• RECORDS SHOWN:
+--
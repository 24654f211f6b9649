//! Token verification and single-use consumption.

use std::sync::Arc;

use punchclock_core::{Clock, Error, Result};
use punchclock_crypto::{SigningKey, TokenPayload, codec};
use tracing::{error, instrument, warn};

use super::crypto_error;
use crate::nonce::NonceStore;
use crate::storage::AttendanceDatabase;

#[derive(Clone)]
pub struct TokenVerifier {
    db: AttendanceDatabase,
    key: SigningKey,
    nonces: Arc<dyn NonceStore>,
    clock: Arc<dyn Clock>,
}

impl TokenVerifier {
    pub fn new(
        db: AttendanceDatabase,
        key: SigningKey,
        nonces: Arc<dyn NonceStore>,
        clock: Arc<dyn Clock>,
    ) -> Self {
        Self {
            db,
            key,
            nonces,
            clock,
        }
    }

    /// Check a presented token without side effects.
    ///
    /// Checks run in order: shape, signature, age, nonce liveness. A token
    /// issued at `T` with window `W` is accepted up to and including
    /// `T + W`.
    #[instrument(skip_all)]
    pub async fn verify(&self, token: &str) -> Result<TokenPayload> {
        let payload = codec::decode(token, &self.key).map_err(|e| {
            warn!(error = %e, "Token rejected");
            crypto_error(e)
        })?;

        let age = self.clock.now() - payload.issued_at;
        if age > payload.validity_secs {
            return Err(Error::TokenExpired {
                expired_secs: age - payload.validity_secs,
            });
        }

        if self.nonces.get(&payload.nonce).await.is_none() {
            return Err(Error::TokenAlreadyUsedOrExpired);
        }

        Ok(payload)
    }

    /// Burn a verified token on behalf of `subject_id`.
    ///
    /// The nonce is taken atomically first; a second consumer gets
    /// [`Error::TokenAlreadyUsedOrExpired`]. A storage failure after the take
    /// leaves the token burnt.
    #[instrument(skip(self, payload), fields(terminal = %payload.terminal_id))]
    pub async fn consume(&self, payload: &TokenPayload, subject_id: &str) -> Result<()> {
        if self.nonces.take(&payload.nonce).await.is_none() {
            return Err(Error::TokenAlreadyUsedOrExpired);
        }

        let consumed = self
            .db
            .consume_issuance(
                &payload.terminal_id,
                &payload.nonce,
                subject_id,
                self.clock.now(),
            )
            .await
            .inspect_err(|e| error!(error = %e, "Nonce taken but issuance not marked"))?;

        if !consumed {
            warn!("Live nonce without an unconsumed issuance");
            return Err(Error::TokenAlreadyUsedOrExpired);
        }
        Ok(())
    }
}

impl std::fmt::Debug for TokenVerifier {
    fn fmt(&self, f: &mut std::fmt::Formatter<'_>) -> std::fmt::Result {
        f.debug_struct("TokenVerifier").finish_non_exhaustive()
    }
}
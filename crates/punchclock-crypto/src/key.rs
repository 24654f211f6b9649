//! Shared-secret signing key for terminal tokens.

use hmac::{Hmac, Mac};
use rand::RngCore;
use rand::rngs::OsRng;
use sha2::Sha256;
use subtle::ConstantTimeEq;
use zeroize::{Zeroize, ZeroizeOnDrop};

use crate::error::CryptoError;

type HmacSha256 = Hmac<Sha256>;

/// Minimum secret length accepted for HMAC-SHA256 (256-bit strength).
pub const MIN_KEY_LEN: usize = 32;

/// Length of an HMAC-SHA256 tag in bytes.
pub const SIGNATURE_LEN: usize = 32;

/// HMAC-SHA256 key shared by token issuer and verifier.
#[derive(Clone, Zeroize, ZeroizeOnDrop)]
pub struct SigningKey {
    secret: Vec<u8>,
}

impl SigningKey {
    pub fn new(secret: &[u8]) -> Result<Self, CryptoError> {
        if secret.len() < MIN_KEY_LEN {
            return Err(CryptoError::InvalidKeyLength {
                expected: MIN_KEY_LEN,
                actual: secret.len(),
            });
        }
        Ok(Self {
            secret: secret.to_vec(),
        })
    }

    /// Generate a random key (for tests and first-run setup).
    pub fn generate() -> Self {
        let mut secret = vec![0u8; MIN_KEY_LEN];
        OsRng.fill_bytes(&mut secret);
        Self { secret }
    }

    // HMAC accepts keys of any length.
    #[allow(clippy::expect_used)]
    fn mac(&self) -> HmacSha256 {
        HmacSha256::new_from_slice(&self.secret).expect("HMAC accepts any key length")
    }

    /// HMAC-SHA256 tag over `message`.
    pub fn sign(&self, message: &[u8]) -> [u8; SIGNATURE_LEN] {
        let mut mac = self.mac();
        mac.update(message);
        mac.finalize().into_bytes().into()
    }

    /// Check a tag in constant time.
    pub fn verify(&self, message: &[u8], signature: &[u8]) -> bool {
        constant_time_eq(&self.sign(message), signature)
    }
}

impl std::fmt::Debug for SigningKey {
    fn fmt(&self, f: &mut std::fmt::Formatter<'_>) -> std::fmt::Result {
        f.debug_struct("SigningKey").finish_non_exhaustive()
    }
}

/// Constant-time byte comparison. Lengths are not secret.
pub fn constant_time_eq(a: &[u8], b: &[u8]) -> bool {
    a.len() == b.len() && bool::from(a.ct_eq(b))
}

/// Constant-time string comparison.
pub fn constant_time_str_eq(a: &str, b: &str) -> bool {
    constant_time_eq(a.as_bytes(), b.as_bytes())
}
+--
• ACTIVITY:
Gather up the lines containing the word "accepts" from these records and copy them.

• RESULT OF THIS EXERCISE:
    // HMAC accepts keys of any length.
        HmacSha256::new_from_slice(&self.secret).expect("HMAC accepts any key length")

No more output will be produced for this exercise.